It feels fitting that Ben Foster has agreed to come out of retirement to join a club sponsored by TikTok. The veteran goalkeeper, 40 next week, has been more content creator than shotstopper in recent years, and his exploits behind a podcast mic have elevated him to a bizarre status of internet celebrity - part meme, part informant - in which his chipper, chirpy brand of pillow-fisted banter is never too many doom scrolls away from your helpless eyeballs.
What started out as a footballer filming himself while he messed about on a bicycle for his YouTube vlog has rapidly morphed into a kind of ubiquitous online presence - an audiovisual juggernaut for those supporters who like their content with all of the sharp corners swathed in bubblewrap. Across his Instagram accounts alone, Foster boasts just shy of one million followers. He is a very popular man.
And for the sake of clarity, suggesting that the former England international represents an uber-palatable option is no personal slight against him. People like vanilla ice cream, after all. Foster seems like a thoroughly decent bloke, and there is ample room in a crowded marketplace for a podcast that falls somewhere between the usual debaucherous tales of drunken dressing room rumbles, and whatever the hell it is that Jake Humphrey is offering up these days. He’s not for everyone, but evidently, he is for somebody - including Ryan Reynolds and Rob McElhenney.
On Thursday morning, in a move straight from the ‘Let’s stalk the free agent market on FIFA Career Mode for an ageing big name’ playbook, Wrexham announced that Foster had signed with them until the end of the season. On a sentimental level, it makes for a good story.
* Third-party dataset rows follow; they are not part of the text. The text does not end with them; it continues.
//! Client configuration.
//!
//! One [`ClientConfig`] describes one logical remote endpoint: the URL prefix
//! every path is resolved against, the credential, the UI language advertised
//! in `Accept-Language`, proxy and timeout settings, and the error hooks.

use std::fmt;

use super::classify::ErrorHooks;
use super::constants::{CONNECT_TIMEOUT_SECS, DEFAULT_UI_LANGUAGE, READ_TIMEOUT_SECS};
use crate::user_agent::{self, DEFAULT_PRODUCT, DEFAULT_VERSION};

/// Environment variables consulted for a proxy, in priority order.
const PROXY_ENV_VARS: &[&str] = &["https_proxy", "HTTPS_PROXY", "http_proxy", "HTTP_PROXY"];

/// Configuration for an [`HttpClient`](super::HttpClient).
///
/// # Example
///
/// ```
/// use restclient_core::client::ClientConfig;
///
/// let config = ClientConfig::new("https://api.example.com/v2/")
///     .with_authorization("Bearer abc123")
///     .with_ui_language("de");
/// assert_eq!(config.ui_language(), "de");
/// ```
#[derive(Clone)]
pub struct ClientConfig {
    url_prefix: String,
    authorization: Option<String>,
    ui_language: String,
    proxy: Option<String>,
    connect_timeout_secs: u64,
    read_timeout_secs: u64,
    default_reachable: bool,
    product: String,
    product_version: String,
    error_hooks: ErrorHooks,
}

impl ClientConfig {
    /// Creates a configuration bound to `url_prefix` with default settings.
    #[must_use]
    pub fn new(url_prefix: impl Into<String>) -> Self {
        Self {
            url_prefix: url_prefix.into(),
            authorization: None,
            ui_language: DEFAULT_UI_LANGUAGE.to_string(),
            proxy: None,
            connect_timeout_secs: CONNECT_TIMEOUT_SECS,
            read_timeout_secs: READ_TIMEOUT_SECS,
            default_reachable: true,
            product: DEFAULT_PRODUCT.to_string(),
            product_version: DEFAULT_VERSION.to_string(),
            error_hooks: ErrorHooks::default(),
        }
    }

    /// Sets the initial `Authorization` header value.
    #[must_use]
    pub fn with_authorization(mut self, authorization: impl Into<String>) -> Self {
        self.authorization = Some(authorization.into());
        self
    }

    /// Sets the UI language tag sent as `Accept-Language`.
    #[must_use]
    pub fn with_ui_language(mut self, tag: impl Into<String>) -> Self {
        self.ui_language = tag.into();
        self
    }

    /// Routes all traffic through an explicit proxy URL.
    #[must_use]
    pub fn with_proxy(mut self, proxy: impl Into<String>) -> Self {
        self.proxy = Some(proxy.into());
        self
    }

    /// Overrides connect and total read timeouts.
    #[must_use]
    pub fn with_timeouts(mut self, connect_timeout_secs: u64, read_timeout_secs: u64) -> Self {
        self.connect_timeout_secs = connect_timeout_secs;
        self.read_timeout_secs = read_timeout_secs;
        self
    }

    /// Answer given by the reachability probe when the host offers no usable
    /// connectivity API.
    #[must_use]
    pub fn with_default_reachable(mut self, reachable: bool) -> Self {
        self.default_reachable = reachable;
        self
    }

    /// Sets the product name and version used in the User-Agent.
    #[must_use]
    pub fn with_product(mut self, name: impl Into<String>, version: impl Into<String>) -> Self {
        self.product = name.into();
        self.product_version = version.into();
        self
    }

    /// Installs the error classification hooks.
    #[must_use]
    pub fn with_error_hooks(mut self, hooks: ErrorHooks) -> Self {
        self.error_hooks = hooks;
        self
    }

    /// Copy of this configuration bound to a different prefix.
    #[must_use]
    pub fn rebased(&self, url_prefix: impl Into<String>) -> Self {
        Self {
            url_prefix: url_prefix.into(),
            ..self.clone()
        }
    }

    /// URL prefix all request paths are appended to.
    #[must_use]
    pub fn url_prefix(&self) -> &str {
        &self.url_prefix
    }

    /// Initial `Authorization` value, if any.
    #[must_use]
    pub fn authorization(&self) -> Option<&str> {
        self.authorization.as_deref()
    }

    /// UI language tag sent as `Accept-Language`.
    #[must_use]
    pub fn ui_language(&self) -> &str {
        &self.ui_language
    }

    /// Connect timeout in seconds.
    #[must_use]
    pub fn connect_timeout_secs(&self) -> u64 {
        self.connect_timeout_secs
    }

    /// Total request timeout in seconds.
    #[must_use]
    pub fn read_timeout_secs(&self) -> u64 {
        self.read_timeout_secs
    }

    /// Reachability answer used when no platform API is usable.
    #[must_use]
    pub fn default_reachable(&self) -> bool {
        self.default_reachable
    }

    /// Error classification hooks.
    #[must_use]
    pub fn error_hooks(&self) -> &ErrorHooks {
        &self.error_hooks
    }

    /// Full User-Agent string for this configuration.
    #[must_use]
    pub fn user_agent(&self) -> String {
        user_agent::user_agent(&self.product, &self.product_version)
    }

    /// Proxy to configure explicitly: the configured one, else the first of
    /// `https_proxy`/`http_proxy` from the environment. `None` leaves proxy
    /// discovery to the transport.
    #[must_use]
    pub fn effective_proxy(&self) -> Option<String> {
        self.proxy
            .clone()
            .filter(|p| !p.trim().is_empty())
            .or_else(|| proxy_from_lookup(|name| std::env::var(name).ok()))
    }
}

impl fmt::Debug for ClientConfig {
    fn fmt(&self, f: &mut fmt::Formatter<'_>) -> fmt::Result {
        f.debug_struct("ClientConfig")
            .field("url_prefix", &self.url_prefix)
            .field(
                "authorization",
                &self.authorization.as_ref().map(|_| "<redacted>"),
            )
            .field("ui_language", &self.ui_language)
            .field("proxy", &self.proxy)
            .field("connect_timeout_secs", &self.connect_timeout_secs)
            .field("read_timeout_secs", &self.read_timeout_secs)
            .field("default_reachable", &self.default_reachable)
            .field("product", &self.product)
            .field("product_version", &self.product_version)
            .field("error_hooks", &self.error_hooks)
            .finish()
    }
}

fn proxy_from_lookup(lookup: impl Fn(&str) -> Option<String>) -> Option<String> {
    PROXY_ENV_VARS.iter().find_map(|name| {
        lookup(name)
            .map(|value| value.trim().to_string())
            .filter(|value| !value.is_empty())
    })
}
// Copyright 2022 Alibaba Cloud. All rights reserved.
//
// SPDX-License-Identifier: Apache-2.0

//! System controller: the operator-facing admin socket.
//!
//! A small HTTP server on a unix domain socket exposing daemon inventory,
//! the rolling upgrade trigger, and the Prometheus export. Runs on its own
//! thread; `stop` wakes the accept loop with a throwaway connection.

use std::fs;
use std::os::unix::net::UnixStream;
use std::path::PathBuf;
use std::sync::atomic::{AtomicBool, Ordering};
use std::sync::{Arc, Mutex};
use std::thread;

use dbs_uhttp::{Body, HttpServer, Method, Request, Response, StatusCode, Version};

use snapshotter_api::error::{Error, Result};
use snapshotter_service::{rolling_upgrade, UpgradeRequest};

use crate::metrics;
use crate::snapshotter::Snapshotter;

const ROUTE_DAEMONS: &str = "/api/v1/daemons";
const ROUTE_DAEMON_RECORDS: &str = "/api/v1/daemons/records";
const ROUTE_UPGRADE: &str = "/api/v1/daemons/upgrade";
const ROUTE_METRICS: &str = "/metrics";

pub struct SystemController {
    snapshotter: Arc<Snapshotter>,
    socket: PathBuf,
    running: Arc<AtomicBool>,
    thread: Mutex<Option<thread::JoinHandle<()>>>,
}

impl SystemController {
    pub fn new(snapshotter: Arc<Snapshotter>, socket: PathBuf) -> Self {
        SystemController {
            snapshotter,
            socket,
            running: Arc::new(AtomicBool::new(false)),
            thread: Mutex::new(None),
        }
    }

    pub fn start(&self) -> Result<()> {
        if self.socket.exists() {
            fs::remove_file(&self.socket)?;
        }
        let mut server = HttpServer::new(&self.socket)
            .map_err(|e| Error::internal(format!("bind {}: {:?}", self.socket.display(), e)))?;
        server
            .start_server()
            .map_err(|e| Error::internal(format!("start system controller: {:?}", e)))?;
        info!("system controller listening on {}", self.socket.display());

        self.running.store(true, Ordering::Release);
        let running = self.running.clone();
        let snapshotter = self.snapshotter.clone();
        let handle = thread::Builder::new()
            .name("system-controller".to_string())
            .spawn(move || {
                while running.load(Ordering::Acquire) {
                    let requests = match server.requests() {
                        Ok(r) => r,
                        Err(e) => {
                            if running.load(Ordering::Acquire) {
                                error!("system controller poll: {:?}", e);
                                thread::sleep(std::time::Duration::from_millis(100));
                            }
                            continue;
                        }
                    };
                    for server_request in requests {
                        let response =
                            server_request.process(|request| handle_request(&snapshotter, request));
                        if let Err(e) = server.respond(response) {
                            error!("system controller respond: {:?}", e);
                        }
                    }
                }
            })
            .map_err(|e| Error::internal(format!("spawn system controller: {}", e)))?;
        *self.thread.lock().unwrap() = Some(handle);
        Ok(())
    }

    pub fn stop(&self) {
        if !self.running.swap(false, Ordering::AcqRel) {
            return;
        }
        // Wake the accept loop so it observes the flag.
        let _ = UnixStream::connect(&self.socket);
        if let Some(handle) = self.thread.lock().unwrap().take() {
            let _ = handle.join();
        }
        let _ = fs::remove_file(&self.socket);
    }
}

fn text_response(status: StatusCode, body: String) -> Response {
    let mut response = Response::new(Version::Http11, status);
    response.set_body(Body::new(body));
    response
}

fn error_response(e: &Error, status: StatusCode) -> Response {
    text_response(status, e.to_string())
}

fn handle_request(snapshotter: &Arc<Snapshotter>, request: &Request) -> Response {
    let path = request.uri().get_abs_path().to_string();
    match (request.method(), path.as_str()) {
        (Method::Get, ROUTE_DAEMONS) => {
            let exports = snapshotter.supervisor().exports();
            match serde_json::to_string(&exports) {
                Ok(body) => text_response(StatusCode::OK, body),
                Err(e) => error_response(&e.into(), StatusCode::InternalServerError),
            }
        }
        (Method::Get, ROUTE_DAEMON_RECORDS) => {
            Response::new(Version::Http11, StatusCode::NotImplemented)
        }
        (Method::Put, ROUTE_UPGRADE) => {
            let body = match request.body.as_ref() {
                Some(b) => b,
                None => return Response::new(Version::Http11, StatusCode::BadRequest),
            };
            let upgrade: UpgradeRequest = match serde_json::from_slice(body.raw()) {
                Ok(r) => r,
                Err(e) => {
                    return error_response(
                        &Error::invalid_argument(format!("upgrade request: {}", e)),
                        StatusCode::BadRequest,
                    )
                }
            };
            match rolling_upgrade(snapshotter.supervisor(), &upgrade) {
                Ok(()) => Response::new(Version::Http11, StatusCode::NoContent),
                Err(e) => {
                    error!("rolling upgrade failed: {}", e);
                    error_response(&e, StatusCode::InternalServerError)
                }
            }
        }
        (Method::Get, ROUTE_METRICS) => match metrics::export_text() {
            Ok(body) => text_response(StatusCode::OK, body),
            Err(e) => error_response(&e, StatusCode::InternalServerError),
        },
        _ => Response::new(Version::Http11, StatusCode::NotFound),
    }
}

#[cfg(test)]
mod tests {
    use super::*;
    use crate::config::test_config;
    use std::io::{Read, Write};
    use vmm_sys_util::tempdir::TempDir;

    const DAEMON_TEMPLATE: &str = r#"{
        "device": {
            "backend": {"type": "registry", "config": {}},
            "cache": {"type": "blobcache", "config": {}}
        },
        "mode": "direct"
    }"#;

    fn http_get(socket: &std::path::Path, path: &str) -> String {
        let mut stream = UnixStream::connect(socket).unwrap();
        write!(stream, "GET {} HTTP/1.1\r\nHost: localhost\r\n\r\n", path).unwrap();
        stream
            .set_read_timeout(Some(std::time::Duration::from_secs(5)))
            .unwrap();
        let mut buf = Vec::new();
        let mut chunk = [0u8; 4096];
        loop {
            match stream.read(&mut chunk) {
                Ok(0) | Err(_) => break,
                Ok(n) => {
                    buf.extend_from_slice(&chunk[..n]);
                    // One response is enough; the server keeps the
                    // connection open.
                    if buf.windows(4).any(|w| w == b"\r\n\r\n") {
                        break;
                    }
                }
            }
        }
        String::from_utf8_lossy(&buf).to_string()
    }

    #[test]
    fn test_routes() {
        let dir = TempDir::new().unwrap();
        let config = test_config(dir.as_path());
        std::fs::write(&config.daemon_config_path, DAEMON_TEMPLATE).unwrap();
        let snapshotter = Arc::new(Snapshotter::new(config).unwrap());

        let socket = dir.as_path().join("system.sock");
        let controller = SystemController::new(snapshotter.clone(), socket.clone());
        controller.start().unwrap();

        let resp = http_get(&socket, "/api/v1/daemons");
        assert!(resp.starts_with("HTTP/1.1 200"), "{}", resp);

        let resp = http_get(&socket, "/api/v1/daemons/records");
        assert!(resp.starts_with("HTTP/1.1 501"), "{}", resp);

        let resp = http_get(&socket, "/metrics");
        assert!(resp.starts_with("HTTP/1.1 200"), "{}", resp);

        let resp = http_get(&socket, "/nope");
        assert!(resp.starts_with("HTTP/1.1 404"), "{}", resp);

        controller.stop();
        snapshotter.close().unwrap();
    }
}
Some 18 years ago, the goalkeeper spent a brief loan stint with the Robins, and did enough during his time in North Wales to catch the eye of Manchester United manager Sir Alex Ferguson. Shortly after, he found himself on the books at Old Trafford, and the rest, as they say, is history. Indeed, without the Robins, who knows how Foster’s career might have unfurled itself.
But for all of the schmalz and nostalgia, it’s hard not to see his arrival as a bit... odd. Here we have a player who not only was deemed Premier League calibre up until very recently but who has also carved out a perfect post-retirement venture for himself now voluntarily parachuting into a league where ‘GoPro’ is something you traditonally aspire to do, not a camera you stick in the back of your net for the sake of a few shots in a retrospective video and a decent thumbnail image.
From Wrexham’s perspective, it makes a lot more sense. For one thing, it certainly speaks to their newfound desirability and allure as a club; their association with Reynolds and McElhenney, as well as the attention courted from last year’s stellar FX documentary series, has ensured that they now have more global admirers than at any other point in their past. Even The Athletic, with its roots firmly in the world of American sports and its target demographics, have decided that they are worthy of their own dedicated coverage.
A few weeks ago, you might have asked yourself whether Foster’s arrival was really necessary. If he does indeed only stay until the end of the season, we’re talking about a period of a few weeks. Wrexham currently have just eight games left in their regular campaign, assuming they don’t fumble automatic promotion on the line. The Robins are hardly leaking goals either; only Boreham Wood have conceded fewer in the National League than Phil Parkinson’s side this term. But a recent knee ligament injury to first choice goalkeeper Rob Lainton has left Wrexham understaffed in a key position at a crucial juncture in their promotion bid, and at the end of the day, if you can go out and get the very best, why wouldn’t you?
If all parties are as happy as they purport to be, and if Wrexham aren’t contravening any kind of financial regulations, then best of the luck to them. There will, of course, be those who argue that Foster’s unexpected entrance feels like a mild case of spectacle over substance - and certainly that is something the Robins and their Hollywood owners, with all of their blockbuster instincts, might have to be wary of as they inevitably climb the footballing pyramid.
But right now, with promotion in their sights and big things waiting over the horizon, this a positive, if intriguing, agreement. And hey, think of the content.